Glancing over at Malfoy, Harry noted the guy was inspecting the white ceiling far above them. A look that promised violence darkened his expression quite suddenly. "You interfered, you sodding bastard!" he snarled, and it was obvious he was speaking to Eros, the malevolent entity that was, no doubt, watching them and listening to their every word even then. "You cheated!"

In the blink of an eye, a plan formed in Harry's head as to how they could use Eros' cruel meddling to their advantage this time.

"I agree with Slytherin's Captain," he quickly added, speaking loudly enough for the whole room to hear and then some. "Everything has to go through the deck and in its right order, as was pointed out earlier. Eros blatantly acted without a card to coerce players into quitting this time. He broke the rules. Now we'll never know who might have properly won the game."

"That's right‒!" Hermione started to say, then stopped and began squirming in Malfoy's arms, demanding he set her back on her feet, clearly upset. "Oh, for heaven's sake, Draco, I'm fine. Let me down," she demanded.

Malfoy, however, refused to comply, tightening his hold on her and readjusting her in his arms. "You were coughing up fountains of blood not five minutes ago," the man archly pointed out to her.

Hermione glared at her partner. "I'm not now, am I? Whatever it was, it's passed, as you can see."

Still, her partner seemed unconvinced. His frown grew more pronounced, as if he intended on arguing the point.

"Need I remind you that I am a fully capable witch who can adequately cast non-verbal spells," Hermione reminded him rather firmly, "and I'm wearing spiked heels."

She let the threat hang in the air between them.

Harry couldn't help but grin at the clash of wills between his best friend and Malfoy as they stared each other down at that.
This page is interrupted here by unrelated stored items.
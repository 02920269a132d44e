use hashbrown::HashMap;
use mysql_common::constants::{CapabilityFlags, StatusFlags};
use winnow::binary::{le_u16, le_u32, le_u8};
use winnow::prelude::*;
use winnow::token::{literal, take, take_until};

#[derive(Debug, Clone, PartialEq, Eq, Default)]
pub struct OkPacket {
    /// header
    pub header: u8,
    /// affected rows in update/insert
    pub affected_rows: u64,
    /// insert_id in update/insert
    pub last_insert_id: u64,
    /// StatusFlags associated with this query
    pub status_flags: StatusFlags,
    /// Warnings
    pub warnings: u16,
    /// Extra information
    pub info: String,
    /// session state change information
    pub session_state_info: String,
}

#[derive(Debug, Clone, PartialEq, Eq)]
pub struct Column {
    pub table: String,
    pub column: String,
    pub column_type: mysql_common::constants::ColumnType,
    pub column_flags: mysql_common::constants::ColumnFlags,
}

/// `HandshakeResponse` represents the client's reply to the server greeting.
#[derive(Debug, Clone, Eq, PartialEq)]
pub struct HandshakeResponse {
    pub client_flag: CapabilityFlags,
    pub max_packet_len: u32,
    pub collation: u16,
    pub username: Option<Vec<u8>>,
    pub auth_response: Vec<u8>,
    pub auth_plugin: Vec<u8>,
    pub database: Option<Vec<u8>>,
    pub connect_attributes: Option<HashMap<String, String>>,
}

impl HandshakeResponse {
    pub fn username_str(&self) -> String {
        match &self.username {
            Some(username) => String::from_utf8_lossy(username).to_string(),
            None => "_NONE".to_string(),
        }
    }

    pub fn wants_tls(&self) -> bool {
        self.client_flag.contains(CapabilityFlags::CLIENT_SSL)
    }
}

pub fn read_length_encoded_number(i: &[u8]) -> IResult<&[u8], u64> {
    let (i, b) = le_u8.parse_peek(i)?;
    let r_size: usize = match b {
        0xfb => return Ok((i, 0)),
        0xfc => 2,
        0xfd => 3,
        0xfe => 8,
        _ => return Ok((i, b as u64)),
    };
    let mut bytes = [0u8; 8];
    let (i, b) = take(r_size).parse_peek(i)?;
    bytes[..r_size].copy_from_slice(b);
    Ok((i, u64::from_le_bytes(bytes)))
}

pub fn read_length_encoded_string(i: &[u8]) -> IResult<&[u8], &[u8]> {
    let (input, len) = read_length_encoded_number(i)?;
    take(len).parse_peek(input)
}

/// Parse a HandshakeResponse41 (or the legacy 320 form) out of the packet the
/// client sends after the greeting. A bare SSLRequest (CLIENT_SSL set, body
/// ending after the filler) parses to a response without a username; the auth
/// layer rejects it, since the loopback listener does not speak TLS.
pub fn client_handshake_response(i: &[u8]) -> IResult<&[u8], HandshakeResponse> {
    let (i, capability_flags) = le_u16.parse_peek(i)?;
    let capabilities = CapabilityFlags::from_bits_truncate(capability_flags as u32);
    if !capabilities.contains(CapabilityFlags::CLIENT_PROTOCOL_41) {
        // HandshakeResponse320
        let (i, max_packet_len_v1) = le_u16.parse_peek(i)?;
        let (i, max_packet_len_v2) = le_u8.parse_peek(i)?;
        let max_packet_len = (max_packet_len_v2 as u32) << 16 | max_packet_len_v1 as u32;
        let (i, username) = take_until(1.., "\0").parse_peek(i)?;
        let (i, _) = literal(b"\0").parse_peek(i)?;
        return Ok((
            &b""[..],
            HandshakeResponse {
                client_flag: capabilities,
                max_packet_len,
                collation: 0,
                username: Some(username.to_vec()),
                auth_response: i.to_vec(),
                auth_plugin: vec![],
                database: None,
                connect_attributes: None,
            },
        ));
    }

    // HandshakeResponse41
    let (i, cap2) = le_u16.parse_peek(i)?;
    let cap = (cap2 as u32) << 16 | capability_flags as u32;
    let capabilities = CapabilityFlags::from_bits_truncate(cap);

    let (i, max_packet_len) = le_u32.parse_peek(i)?;
    let (i, collation) = le_u8.parse_peek(i)?;
    let (i, _) = take(23u8).parse_peek(i)?;

    if i.is_empty() && capabilities.contains(CapabilityFlags::CLIENT_SSL) {
        // SSLRequest: nothing past the filler
        return Ok((
            i,
            HandshakeResponse {
                client_flag: capabilities,
                max_packet_len,
                collation: u16::from(collation),
                username: None,
                auth_response: vec![],
                auth_plugin: vec![],
                database: None,
                connect_attributes: None,
            },
        ));
    }

    let (i, username) = take_until(1.., "\0").parse_peek(i)?;
    let (i, _) = literal(b"\0").parse_peek(i)?;

    let (i, auth_response) =
        if capabilities.contains(CapabilityFlags::CLIENT_PLUGIN_AUTH_LENENC_CLIENT_DATA) {
            let (i, size) = read_length_encoded_number(i)?;
            take(size).parse_peek(i)?
        } else if capabilities.contains(CapabilityFlags::CLIENT_SECURE_CONNECTION) {
            let (i, size) = le_u8.parse_peek(i)?;
            take(size).parse_peek(i)?
        } else {
            take_until(1.., "\0").parse_peek(i)?
        };

    let (i, database) =
        if capabilities.contains(CapabilityFlags::CLIENT_CONNECT_WITH_DB) && !i.is_empty() {
            let (i, db) = take_until(1.., "\0").parse_peek(i)?;
            let (i, _) = literal(b"\0").parse_peek(i)?;
            (i, Some(db.to_vec()))
        } else {
            (i, None)
        };

    let (i, auth_plugin) =
        if capabilities.contains(CapabilityFlags::CLIENT_PLUGIN_AUTH) && !i.is_empty() {
            let (i, auth_plugin) = take_until(1.., "\0").parse_peek(i)?;
            let (i, _) = literal("\0").parse_peek(i)?;
            (i, auth_plugin)
        } else {
            (i, &b""[..])
        };

    let (i, connect_attributes) =
        if capabilities.contains(CapabilityFlags::CLIENT_CONNECT_ATTRS) && !i.is_empty() {
            let (i, data_len) = read_length_encoded_number(i)?;
            let (i, data) = take(data_len).parse_peek(i)?;
            let mut input = data;
            let mut connect_attributes = HashMap::new();
            while !input.is_empty() {
                let (remaining, k) = read_length_encoded_string(input)?;
                let (remaining, v) = read_length_encoded_string(remaining)?;
                connect_attributes.insert(
                    String::from_utf8_lossy(k).to_string(),
                    String::from_utf8_lossy(v).to_string(),
                );
                input = remaining;
            }
            (i, Some(connect_attributes))
        } else {
            (i, None)
        };

    Ok((
        i,
        HandshakeResponse {
            client_flag: capabilities,
            max_packet_len,
            collation: u16::from(collation),
            username: Some(username.to_vec()),
            auth_response: auth_response.to_vec(),
            auth_plugin: auth_plugin.to_vec(),
            database,
            connect_attributes,
        },
    ))
}

#[cfg(test)]
mod tests {
    use crate::protocol::mysql::basic::client_handshake_response;
    use crate::protocol::mysql::charset::UTF8_GENERAL_CI;
    use mysql_common::constants::CapabilityFlags;

    #[test]
    pub fn test_handshake_parse() {
        // payload of a HandshakeResponse41 from a stock client, user "default"
        let payload = &[
            0x8d, 0xa6, 0xff, 0x09, 0x00, 0x00, 0x00, 0x01, 0x21, 0x00, 0x00, 0x00, 0x00, 0x00,
            0x00, 0x00, 0x00, 0x00, 0x00, 0x00, 0x00, 0x00, 0x00, 0x00, 0x00, 0x00, 0x00, 0x00,
            0x00, 0x00, 0x00, 0x00, 0x64, 0x65, 0x66, 0x61, 0x75, 0x6c, 0x74, 0x00, 0x14, 0xf7,
            0xd1, 0x6c, 0xe9, 0x0d, 0x2f, 0x34, 0xb0, 0x2f, 0xd8, 0x1d, 0x18, 0xc7, 0xa4, 0xe8,
            0x98, 0x97, 0x67, 0xeb, 0xad, 0x64, 0x65, 0x66, 0x61, 0x75, 0x6c, 0x74, 0x00, 0x6d,
            0x79, 0x73, 0x71, 0x6c, 0x5f, 0x6e, 0x61, 0x74, 0x69, 0x76, 0x65, 0x5f, 0x70, 0x61,
            0x73, 0x73, 0x77, 0x6f, 0x72, 0x64, 0x00,
        ];
        let (_, handshake) = client_handshake_response(payload).unwrap();
        assert!(handshake
            .client_flag
            .contains(CapabilityFlags::CLIENT_LONG_PASSWORD));
        assert!(handshake
            .client_flag
            .contains(CapabilityFlags::CLIENT_MULTI_RESULTS));
        assert!(handshake
            .client_flag
            .contains(CapabilityFlags::CLIENT_CONNECT_WITH_DB));
        assert!(handshake
            .client_flag
            .contains(CapabilityFlags::CLIENT_DEPRECATE_EOF));
        assert_eq!(handshake.collation, UTF8_GENERAL_CI as u16);
        assert_eq!(handshake.username.unwrap(), &b"default"[..]);
        assert_eq!(handshake.auth_response.len(), 20);
        assert_eq!(handshake.database.unwrap(), &b"default"[..]);
        assert_eq!(handshake.auth_plugin, &b"mysql_native_password"[..]);
        assert_eq!(handshake.max_packet_len, 16777216);
    }

    #[test]
    pub fn test_ssl_request_parses_without_username() {
        // 32-byte SSLRequest body: CLIENT_SSL | CLIENT_PROTOCOL_41 plus filler
        let mut payload = vec![0x85, 0xae, 0x3f, 0x20, 0x00, 0x00, 0x00, 0x01, 0x21];
        payload.extend_from_slice(&[0u8; 23]);
        let (_, handshake) = client_handshake_response(&payload).unwrap();
        assert!(handshake.wants_tls());
        assert!(handshake.username.is_none());
    }

    #[test]
    pub fn test_lenenc_numbers() {
        use super::read_length_encoded_number;
        assert_eq!(read_length_encoded_number(&[0x05]).unwrap().1, 5);
        assert_eq!(
            read_length_encoded_number(&[0xfc, 0x10, 0x01]).unwrap().1,
            0x110
        );
        assert_eq!(
            read_length_encoded_number(&[0xfd, 0x01, 0x00, 0x01])
                .unwrap()
                .1,
            0x010001
        );
    }
}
At least that was one relationship he wouldn't have to worry about, it seemed, as Hermione had never been one to take it in the teeth without giving back just as hard. Slytherin's Prince, he predicted, was in for a very lively future, should he decide to pursue something there, once the game ended.

If it ended.

Bloody hell, how were they going to get out of this mess, if Eros didn't reply to the allegations against him?

Apparently swayed by Hermione's argument, and quite possibly a little afraid of her threat, too (and rightly so, Harry thought), Malfoy did as his partner bade and set Hermione down. Still, he hovered over her protectively, sliding an arm around her waist and keeping her anchored close to him, Harry noted.

His approval of the guy shot up twenty points.

Of course, he'd never tell 'Mione that, because she'd shoot him for being a chauvinist. He wouldn't be telling Malfoy that, either, but for a completely different reason.

"As both team Captains have made the same call, it's now an official ruling," his best friend informed them all once she was back on her own two feet. She cleared her throat, which was rough from the vomiting she'd just been doing. "The game's been unfairly rigged, and the rules of fair competition typically call for results to be invalidated when there is proof of outside manipulation or attempts to engineer outcomes. Therefore, the contest should be considered a draw."

Malfoy barked a cynical laugh. "Fancy that, Eros, you dodgy bastard. It's over! You lost on a technicality!" he proclaimed, tossing a dark smile into Eros' teeth, wherever he was lurking. Harry thought it a rather fitting sentiment, and aped the expression, feeling a surge of hope in his chest as his accomplice demanded in his most imperious voice, "Now open the bloody door and let us out!"

A long silence followed that command.

As the seconds ticked by and nothing more happened, Harry's exultation over getting a leg up began to fade, and he wondered if, perhaps, like some bad cliché in a suspense thriller, they'd cut the wrong wire. Rather than deactivating the bomb, had they instead sent it on an accelerated countdown to 'self-destruct'?

"Don't think he's buying it, mate," Nott said from his position on the floor next to the sofa.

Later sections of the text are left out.